Oft beschränkt sich Förderung darauf, einzelne Fertigkeiten wie die Buchstabenkenntnis oder den Wortschatz der Kinder zu trainieren. Dr. Erika Brinkmann, Professorin für Deutsche Sprache an der PH, und ihr Fach-Kollege Prof. Dr. Manfred Wespel gehen einen anderen Weg: „Wir knüpfen an den persönlichen Interessen der Kinder an, suchen mit ihnen einfach zu lesende Bücher zu ihrem Thema, lesen ihnen vor und regen sie an, selbstständig zu schreiben. Dadurch sollen sie vor allem Freude am Lesen und Schreiben entwickeln.“ Auf diese Weise gewinnen die Kinder grundlegende Einsichten in den Aufbau und in den Nutzen von Schriftsprache, die als Basis für die weitere orthografische Entwicklung notwendig sind. Die Fehler, die sie bei ihren Schreibversuchen machen, gehören zum Lernprozess in dieser Phase dazu und richten keinen Schaden an, wie viele internationale Studien belegen. Allerdings wird immer wieder behauptet, nur Kinder aus schriftnahem Milieu profitierten vom freien Schreiben und Lesen. Dies bestreiten die Fachleute aus Schwäbisch Gmünd nachdrücklich und können dies nun auch mit der vorliegenden Untersuchung belegen.

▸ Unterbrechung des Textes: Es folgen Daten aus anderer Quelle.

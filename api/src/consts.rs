/// Wei per whole ether-denominated unit.
pub const WEI_DECIMALS: usize = 18;

/// Default chain (Sepolia).
pub const DEFAULT_CHAIN_ID: u64 = 11_155_111;

/// Default public JSON-RPC endpoint for the default chain.
pub const DEFAULT_RPC_URL: &str = "https://ethereum-sepolia-rpc.publicnode.com";

/// Placeholder collection address used when none is configured.
pub const PLACEHOLDER_NFT_ADDRESS: &str = "0x5FbDB2315678afecb367f032d93F642f64180aa3";

/// Placeholder marketplace address used when none is configured.
pub const PLACEHOLDER_MARKETPLACE_ADDRESS: &str = "0xe7f1725E7734CE288F8367e1Bb143E90bb3F0512";

/// Pinning service API.
pub const DEFAULT_PINATA_API_URL: &str = "https://api.pinata.cloud";

/// Pinning service gateway, preferred for resolution.
pub const DEFAULT_PINATA_GATEWAY: &str = "https://gateway.pinata.cloud/ipfs/";

/// Public gateways tried after the primary one, in order.
pub const PUBLIC_GATEWAYS: &[&str] = &[
    "https://ipfs.io/ipfs/",
    "https://cloudflare-ipfs.com/ipfs/",
    "https://dweb.link/ipfs/",
    "https://nftstorage.link/ipfs/",
];

/// Subgraph endpoint used when none is configured.
pub const DEFAULT_SUBGRAPH_URL: &str =
    "https://api.studio.thegraph.com/query/00000/nft-marketplace/version/latest";

/// Indexed-NFT-data API.
pub const DEFAULT_MORALIS_API_URL: &str = "https://deep-index.moralis.io/api/v2.2";

/// Refresh interval of polling dashboards, in milliseconds.
pub const POLL_INTERVAL_MS: u32 = 30_000;

/// Quiet period before the fee quote is recomputed, in milliseconds.
pub const FEE_DEBOUNCE_MS: u32 = 400;

/// Delay between receipt polls, in milliseconds.
pub const RECEIPT_POLL_MS: u64 = 2_000;

/// Receipt polls before giving up.
pub const RECEIPT_POLL_ATTEMPTS: u32 = 90;

/// Default page size for subgraph and indexed-data queries.
pub const DEFAULT_PAGE_SIZE: u32 = 20;

/// Description attached to marketplace items whose metadata is not fetched.
pub const PLACEHOLDER_DESCRIPTION: &str = "Listed on the marketplace";

/// Source of the fallback image shown when every gateway failed.
pub const PLACEHOLDER_SVG: &str = r##"<svg xmlns="http://www.w3.org/2000/svg" width="400" height="400" viewBox="0 0 400 400"><rect width="400" height="400" fill="#1f2937"/><path d="M120 280l60-80 45 55 35-40 60 65z" fill="#4b5563"/><circle cx="260" cy="140" r="28" fill="#6b7280"/><text x="200" y="350" font-family="sans-serif" font-size="20" fill="#9ca3af" text-anchor="middle">Image unavailable</text></svg>"##;
use std::{collections::BTreeMap, path::Path, str::FromStr};

use alloy_primitives::{Address, U256};
use anyhow::{anyhow, bail, Context};
use nft_market_api::prelude::*;
use rand::{rngs::StdRng, SeedableRng};
use tracing_subscriber::EnvFilter;

mod backend;

use backend::CliBackend;

#[tokio::main]
async fn main() -> Result<(), anyhow::Error> {
    tracing_subscriber::fmt()
        .with_env_filter(EnvFilter::try_from_default_env().unwrap_or_else(|_| EnvFilter::new("info")))
        .init();

    let config = MarketConfig::from_env()?;
    let command = std::env::var("COMMAND").context("Missing COMMAND env var")?;
    match command.as_str() {
        "owned" => log_owned(&config).await,
        "marketplace" => log_marketplace(&config).await,
        "mint" => mint(&config).await,
        "list" => list(&config).await,
        "buy" => buy(&config).await,
        "fee" => log_fee(&config).await,
        "rarity" => log_rarity(),
        "resolve" => log_resolve(&config),
        "stats" => log_stats(&config).await,
        "purchases" => log_purchases(&config).await,
        "user" => log_user(&config).await,
        "wallet_nfts" => log_wallet_nfts(&config).await,
        "token" => log_token(&config).await,
        "contract_nfts" => log_contract_nfts(&config).await,
        "transfers" => log_transfers(&config).await,
        "chain" => log_chain(&config).await,
        other => bail!("Invalid command {:?}", other),
    }
}

fn env(name: &str) -> Result<String, anyhow::Error> {
    std::env::var(name).with_context(|| format!("Missing {} env var", name))
}

fn env_opt(name: &str) -> Option<String> {
    std::env::var(name).ok().filter(|v| !v.trim().is_empty())
}

fn env_address(name: &'static str) -> Result<Address, anyhow::Error> {
    Ok(parse_address(name, &env(name)?)?)
}

fn env_parse<T: FromStr>(name: &str, default: T) -> Result<T, anyhow::Error> {
    match env_opt(name) {
        Some(raw) => raw
            .trim()
            .parse()
            .map_err(|_| anyhow!("Invalid {}: {:?}", name, raw)),
        None => Ok(default),
    }
}

fn print_item(item: &NftItem) {
    match &item.price {
        Some(price) => println!(
            "  #{:<5} {:30} {} ETH (listing {})",
            item.token_id,
            item.name,
            price,
            item.listing_id.unwrap_or_default()
        ),
        None => println!("  #{:<5} {}", item.token_id, item.name),
    }
}

async fn log_owned(config: &MarketConfig) -> Result<(), anyhow::Error> {
    let owner = env_address("OWNER")?;
    let contracts = MarketContracts::from_config(config);
    let scan = scan_owned(&contracts, &HttpMetadataFetcher::new(), owner, &config.gateways())
        .await
        .context("owned NFT scan failed")?;

    println!("Owned NFTs");
    println!("  owner: {}", owner);
    println!("  total: {}", scan.len());
    println!("Listed ({})", scan.listed.len());
    scan.listed.iter().for_each(print_item);
    println!("Unlisted ({})", scan.unlisted.len());
    scan.unlisted.iter().for_each(print_item);
    if !scan.skipped.is_empty() {
        println!("Skipped: {:?}", scan.skipped);
    }
    if scan.duplicate_listings > 0 {
        println!("Duplicate listings ignored: {}", scan.duplicate_listings);
    }
    Ok(())
}

async fn log_marketplace(config: &MarketConfig) -> Result<(), anyhow::Error> {
    let me = env_opt("OWNER")
        .map(|raw| parse_address("OWNER", &raw))
        .transpose()?
        .unwrap_or(Address::ZERO);
    let contracts = MarketContracts::from_config(config);
    let view = load_marketplace(&contracts, &HttpMetadataFetcher::new(), me, &config.gateways())
        .await
        .context("marketplace load failed")?;

    println!("Marketplace");
    println!("  contract: {}", config.marketplace_address);
    println!("My listings ({})", view.mine.len());
    view.mine.iter().for_each(print_item);
    println!("Other listings ({})", view.others.len());
    for item in &view.others {
        print_item(item);
        println!("         seller: {}", item.owner);
    }
    Ok(())
}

In der gemeinsamen Studie von PH Gmünd und ZNL Ulm wurde untersucht, wie sich die Rechtschreibleistungen von Kindern mit Problemen in diesem Bereich durch die Förderung verändern. Ein Drittel der Kinder hatte eine andere Muttersprache als Deutsch. Obwohl die Kinder über einen Zeitraum von drei Monaten nur einmal pro Woche gefördert wurden, konnten sie einen deutlich höheren Lernfortschritt erzielen als Kinder einer nicht geförderten Vergleichsgruppe. Nach der Förderung hatten zwar immer noch einige Kinder Schwierigkeiten, aber ihr Anteil wurde von 20 auf 8 Kinder verringert. Nach Abschluss dieser ersten Projektphase wechselte die Zuordnung der Gruppen: Jetzt wurden nur die Kinder der Vergleichsgruppe gefördert – und dieses Mal machten diese die größeren Fortschritte. Dies zeigt, dass der gewählte Förderansatz sich positiv auf die Rechtschreibfähigkeiten von Kindern mit Rechtschreibschwierigkeiten auswirkt.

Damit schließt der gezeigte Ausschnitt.